As Wade watches Prince die, I couldn’t shake the feeling that thanks to the influence of Evans, he now sees Prince clearly for the first time. It is only then that he understands what friendship between two men should be like and it doesn’t involve what Prince yearned for. He may have been an outlaw and a murderer, but make no mistake – that isn’t the reason Prince has to die at the end of the film.

But it gets Even Better.  3:10 to Yuma is a remake of a 1957 film starring Glenn Ford as Wade, Van Heflin as Evans and Richard Jaeckel as Prince.  And in That prior version of the story, there was no gay subtext.  None.

In the original movie, Prince is played by character actor Richard Jaeckel (The Dirty Dozen, Starman). At no point is his character called “missy” or referred to as "Charlie Princess". In the saloon scene where Wade flirts with Emmy, Prince also spends time talking with her. Nor is it made to seem that Prince is pining over his boss, jealous over the attention he gives to others. At one point, he even discusses his having a wife.

One thing does remain the same in both movies: Prince dies in each, but in the 1957 version it’s at the hands of Evans, not Wade. Thus there is no message sent that Prince is being punished for his “queer” transgressions against Wade (which aren’t even present).

Dig it.  Less then two years after Brokeback Mountain, about the lead time for these major Hollywood films, we have the loathsome faggot character back front and center in the Hollywood’s toolkit, dying horribly so the film’s star can avenge his heterosexual manhood.  Teenage boys and young men will leave the theaters where this film is playing, knowing that real men pump faggots who have a crush on them full of lead.  And James Mangold, like every other gutter crawling maggot willing to exploit the anti-gay fear and loathing of their young male audience for a buck, gets a little richer, thanks in part to the labors of all the gay people they personally know who work in Hollywood.

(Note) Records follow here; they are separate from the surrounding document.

//! Whole-room simulation over an in-process signaling bus.
//!
//! Every participant runs a real orchestrator with real loopback TCP
//! transfers; only signaling and scanning are simulated.

use std::net::{IpAddr, SocketAddr};
use std::sync::Arc;
use std::time::Duration;

use roommesh_mesh::{Mesh, MeshStore, Transform};
use roommesh_signal::{LocalBus, SignalingChannel};
use tokio::task::JoinHandle;

use crate::config::{DaemonConfig, SyncSettings};
use crate::error::SyncError;
use crate::presenter::LogPresenter;
use crate::repository::{FileMeshRepository, MemoryMeshRepository, MeshRepository};
use crate::role::{DeviceKind, Role};
use crate::scanner::{MeshSource, StaticMeshSource};
use crate::session::SyncState;
use crate::sync::{SyncDeps, SyncHandle, SyncOrchestrator};

#[derive(Debug, thiserror::Error)]
pub enum SimulationError {
    #[error(transparent)]
    Config(#[from] crate::config::ConfigError),

    #[error("timed out waiting for {0}")]
    Timeout(&'static str),

    #[error("participant {0} stopped: {1}")]
    Participant(String, SyncError),
}

/// What a finished simulation converged on.
#[derive(Debug, Clone, PartialEq, Eq)]
pub struct SimulationReport {
    pub coordinator_version: u64,
    pub viewer_versions: Vec<u64>,
    pub mesh_bytes: usize,
    pub pushes_served: u64,
}

/// Attach a participant to `bus` and run its orchestrator in the background.
pub fn spawn_on_bus(
    bus: &LocalBus,
    settings: SyncSettings,
    device: DeviceKind,
    repository: Arc<dyn MeshRepository>,
    source: Arc<dyn MeshSource>,
) -> (SyncHandle, JoinHandle<Result<(), SyncError>>) {
    let (channel, events) = bus.attach();
    let channel: Arc<dyn SignalingChannel> = Arc::new(channel);
    let deps = SyncDeps {
        channel,
        store: MeshStore::new(),
        repository,
        source,
        presenter: Arc::new(LogPresenter),
    };
    let orchestrator = SyncOrchestrator::new(settings, device, deps);
    let handle = orchestrator.handle();
    (handle, tokio::spawn(orchestrator.run(events)))
}

/// Fixed room geometry the simulated scanner captures.
pub fn sample_room() -> Vec<Mesh> {
    vec![
        Mesh::cuboid([-2.0, 0.0, -2.0], [2.0, 0.05, 2.0]),
        Mesh::cuboid([-2.0, 0.0, -2.0], [2.0, 2.5, -1.95]),
        Mesh::cuboid([0.5, 0.0, 0.5], [1.2, 0.75, 1.1]),
    ]
}

/// Run a coordinator, `viewers` viewers and optionally one scanner until
/// every viewer displays exactly the coordinator's latest mesh.
pub async fn run_simulation(
    config: &DaemonConfig,
    viewers: usize,
    with_scanner: bool,
    timeout: Duration,
) -> Result<SimulationReport, SimulationError> {
    let coordinator_settings = loopback_settings(config, config.transfer_port)?;
    let peer_settings = loopback_settings(config, 0)?;
    let bus = LocalBus::new();
    let repository: Arc<dyn MeshRepository> =
        Arc::new(FileMeshRepository::new(config.storage_dir.clone()));
    let idle: Arc<dyn MeshSource> = Arc::new(StaticMeshSource::default());

    let mut tasks = Vec::new();
    let (coordinator, task) = spawn_on_bus(
        &bus,
        coordinator_settings,
        DeviceKind::Desktop,
        repository,
        Arc::clone(&idle),
    );
    tasks.push(("coordinator".to_string(), task));
    let entered = coordinator.wait_for_state(SyncState::InRoom(Role::Coordinator));
    within(timeout, "coordinator", entered).await?;

    let mut viewer_handles = Vec::with_capacity(viewers);
    for n in 0..viewers {
        let (viewer, task) = spawn_on_bus(
            &bus,
            peer_settings.clone(),
            DeviceKind::Vive,
            Arc::new(MemoryMeshRepository::new()),
            Arc::clone(&idle),
        );
        tasks.push((format!("viewer {n}"), task));
        let joined = viewer.wait_for_state(SyncState::InRoom(Role::Viewer));
        within(timeout, "viewer join", joined).await?;
        let pulled = viewer.wait_until(|h| h.stats().fetches_completed() > 0);
        within(timeout, "viewer pull", pulled).await?;
        viewer_handles.push(viewer);
    }

    let scanner = if with_scanner {
        let source = StaticMeshSource::new(sample_room())
            .with_pose(Transform::translation(0.0, 0.0, 0.5));
        let before = coordinator.store().latest_version();
        let (scanner, task) = spawn_on_bus(
            &bus,
            peer_settings,
            DeviceKind::HoloLens,
            Arc::new(MemoryMeshRepository::new()),
            Arc::new(source),
        );
        tasks.push(("scanner".to_string(), task));
        let pushed = scanner.wait_until(|h| h.stats().pushes_served() > 0);
        within(timeout, "scanner push", pushed).await?;
        let installed = coordinator.wait_until(|h| h.store().latest_version() > before);
        within(timeout, "coordinator install", installed).await?;
        Some(scanner)
    } else {
        None
    };

    // Store versions are local counters, so convergence is judged on bytes.
    let target = coordinator.store().latest_version();
    let authoritative = coordinator.store().get();
    for viewer in &viewer_handles {
        let converged = |h: &SyncHandle| {
            !h.store().needs_install() && h.store().get().as_bytes() == authoritative.as_bytes()
        };
        within(timeout, "viewer install", viewer.wait_until(converged)).await?;
    }

    let report = SimulationReport {
        coordinator_version: target,
        viewer_versions: viewer_handles.iter().map(|h| h.store().installed_version()).collect(),
        mesh_bytes: authoritative.len(),
        pushes_served: scanner.as_ref().map(|s| s.stats().pushes_served()).unwrap_or(0),
    };

    for viewer in &viewer_handles {
        viewer.stop();
    }
    if let Some(scanner) = &scanner {
        scanner.stop();
    }
    coordinator.stop();
    for (name, task) in tasks {
        match task.await {
            Ok(Ok(())) => {}
            Ok(Err(err)) => return Err(SimulationError::Participant(name, err)),
            Err(err) => log::warn!("simulate: {} task failed: {}", name, err),
        }
    }
    Ok(report)
}

fn loopback_settings(config: &DaemonConfig, port: u16) -> Result<SyncSettings, SimulationError> {
    let mut settings = SyncSettings::from_config(config)?;
    let ip = IpAddr::from([127, 0, 0, 1]);
    settings.transfer_addr = SocketAddr::new(ip, port);
    settings.push_addr = SocketAddr::new(ip, 0);
    settings.advertise_host = ip.to_string();
    Ok(settings)
}

async fn within<F: std::future::Future>(
    timeout: Duration,
    what: &'static str,
    fut: F,
) -> Result<F::Output, SimulationError> {
    tokio::time::timeout(timeout, fut).await.map_err(|_| SimulationError::Timeout(what))
}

See how groundbreaking Brokeback Mountain was?  Oh look…John Wayne isn’t rolling in his grave anymore…

[Edited a tad…] 

One Response to “Hey…John Wayne Isn’t Rolling In His Grave Now…”

  1. Beverly Says:

    Thank God for your review!  I just saw 3:10 to Yuma, came home, got on the web and expected to find widespread condemnation of this movie by queer advocacy groups like GLAAD, etc.  Nope, nothing except your suberb excoriation. Where is everybody?  This is a top box-office flick that millions are flocking to see.  "Subtext?!" Lest the most bone-headed viewers miss the point, the "missy" (rhymes with sissy and prissy) and "Charlie Princess" jabs should clue them in, pronto. I was devastated to see in what I thought was an otherwise great film that the most vicious, sadistic killer in a plot full of killers is homosexual. The minute that creepy dandy made his entrance with his delicate mouth pursed in watchful anticipation, I thought no, no, no this can’t be happening in 2007.  Who cares if Ben Wade talks endlessly about how ruthless he is.  We can’t quite see him that way. We are intrigued and fascinated with him from his first appearance, as an artist making a fine illustration of a falcon.  His doesn’t kill Dan Evans and his boys to eliminate witnesses to the savage attack on the Pinkerton carriage.  He takes their horses but charitably leaves them for easy retrieval. His character is intelligent, sensitive to women, thoughtful of Dan Evans’ family and what will become of them. Little by little, we are entranced and attracted to him. So what’s the net result here? Against dozens of garden variety gunslingers from general casting, Charlie Prince is the one sociopath.  Of the scores of reviewers of who gushed over this revival of westerns pitting Good against Evil (including Roger Ebert, who loved Brokeback), not one has had the guts to come clean with the obvious: that the representation of Evil is concentrated in one man, Missy Charlie Princess.  Thanks for the opportunity to rant.  Great web site, thanks for sharing yourself on Myspace.